## PROBLEM STATEMENT
Give back the full set of entries exactly, keeping each line intact.

## LISTED ENTRIES
macro_rules! expect_two {
    ($iter:expr) => {{
        let mut i = $iter;
        match (i.next(), i.next(), i.next()) {
            (Some(first), Some(second), None) => Some((first, second)),
            _ => None,
        }
    }};
}

/// Splits a compact token into its parts, parsing the header segment
///
/// # Errors
///
/// Returns an error if the token does not have three segments or if the
/// header segment cannot be decoded.
pub fn decompose(token: &str) -> Result<Decomposed<'_>, JwtVerifyError> {
    let (s_str, message) =
        expect_two!(token.rsplitn(2, '.')).ok_or(JwtVerifyError::MalformedToken)?;
    let (payload, h_str) =
        expect_two!(message.rsplitn(2, '.')).ok_or(JwtVerifyError::MalformedToken)?;

    let h_raw = Base64Url::from_encoded(h_str).map_err(error::malformed_jwt_header)?;
    let signature = Base64Url::from_encoded(s_str).map_err(error::malformed_jwt_signature)?;
    let header: Headers =
        serde_json::from_slice(h_raw.as_slice()).map_err(error::malformed_jwt_header)?;

    Ok(Decomposed {
        header,
        message,
        payload,
        signature,
    })
}

impl<'a> Decomposed<'a> {
    /// The untrusted key ID declared by the token header
    #[must_use]
    pub fn kid(&self) -> Option<&KeyId> {
        self.header.kid()
    }

    /// The untrusted algorithm declared by the token header
    #[must_use]
    pub fn alg(&self) -> Algorithm {
        self.header.alg()
    }

    /// Verifies the signature against `key` and validates the claims
    ///
    /// # Errors
    ///
    /// Returns an error if the signature does not match or the claims are
    /// rejected by the validator.
    pub fn verify(self, key: &Jwk, validator: &Validator) -> Result<Claims, JwtVerifyError> {
        self.verify_with_clock(key, validator, &System)
    }

    /// Verifies the token, sourcing the current time from `clock`
    ///
    /// # Errors
    ///
    /// Returns an error if the signature does not match or the claims are
    /// rejected by the validator.
    pub fn verify_with_clock<C: Clock>(
        self,
        key: &Jwk,
        validator: &Validator,
        clock: &C,
    ) -> Result<Claims, JwtVerifyError> {
        key.verify(
            self.header.alg(),
            self.message.as_bytes(),
            self.signature.as_slice(),
        )?;

        let p_raw = Base64Url::from_encoded(self.payload).map_err(error::malformed_jwt_payload)?;
        let claims: Claims =
            serde_json::from_slice(p_raw.as_slice()).map_err(error::malformed_jwt_payload)?;

        validator.validate_with_clock(&self.header, &claims, clock)?;

        Ok(claims)
    }
}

## TASK ANSWER
macro_rules! expect_two {
    ($iter:expr) => {{
        let mut i = $iter;
        match (i.next(), i.next(), i.next()) {
            (Some(first), Some(second), None) => Some((first, second)),
            _ => None,
        }
    }};
}

/// Splits a compact token into its parts, parsing the header segment
///
/// # Errors
///
/// Returns an error if the token does not have three segments or if the
/// header segment cannot be decoded.
pub fn decompose(token: &str) -> Result<Decomposed<'_>, JwtVerifyError> {
    let (s_str, message) =
        expect_two!(token.rsplitn(2, '.')).ok_or(JwtVerifyError::MalformedToken)?;
    let (payload, h_str) =
        expect_two!(message.rsplitn(2, '.')).ok_or(JwtVerifyError::MalformedToken)?;

    let h_raw = Base64Url::from_encoded(h_str).map_err(error::malformed_jwt_header)?;
    let signature = Base64Url::from_encoded(s_str).map_err(error::malformed_jwt_signature)?;
    let header: Headers =
        serde_json::from_slice(h_raw.as_slice()).map_err(error::malformed_jwt_header)?;

    Ok(Decomposed {
        header,
        message,
        payload,
        signature,
    })
}

impl<'a> Decomposed<'a> {
    /// The untrusted key ID declared by the token header
    #[must_use]
    pub fn kid(&self) -> Option<&KeyId> {
        self.header.kid()
    }

    /// The untrusted algorithm declared by the token header
    #[must_use]
    pub fn alg(&self) -> Algorithm {
        self.header.alg()
    }

    /// Verifies the signature against `key` and validates the claims
    ///
    /// # Errors
    ///
    /// Returns an error if the signature does not match or the claims are
    /// rejected by the validator.
    pub fn verify(self, key: &Jwk, validator: &Validator) -> Result<Claims, JwtVerifyError> {
        self.verify_with_clock(key, validator, &System)
    }

    /// Verifies the token, sourcing the current time from `clock`
    ///
    /// # Errors
    ///
    /// Returns an error if the signature does not match or the claims are
    /// rejected by the validator.
    pub fn verify_with_clock<C: Clock>(
        self,
        key: &Jwk,
        validator: &Validator,
        clock: &C,
    ) -> Result<Claims, JwtVerifyError> {
        key.verify(
            self.header.alg(),
            self.message.as_bytes(),
            self.signature.as_slice(),
        )?;

        let p_raw = Base64Url::from_encoded(self.payload).map_err(error::malformed_jwt_payload)?;
        let claims: Claims =
            serde_json::from_slice(p_raw.as_slice()).map_err(error::malformed_jwt_payload)?;

        validator.validate_with_clock(&self.header, &claims, clock)?;

        Ok(claims)
    }
}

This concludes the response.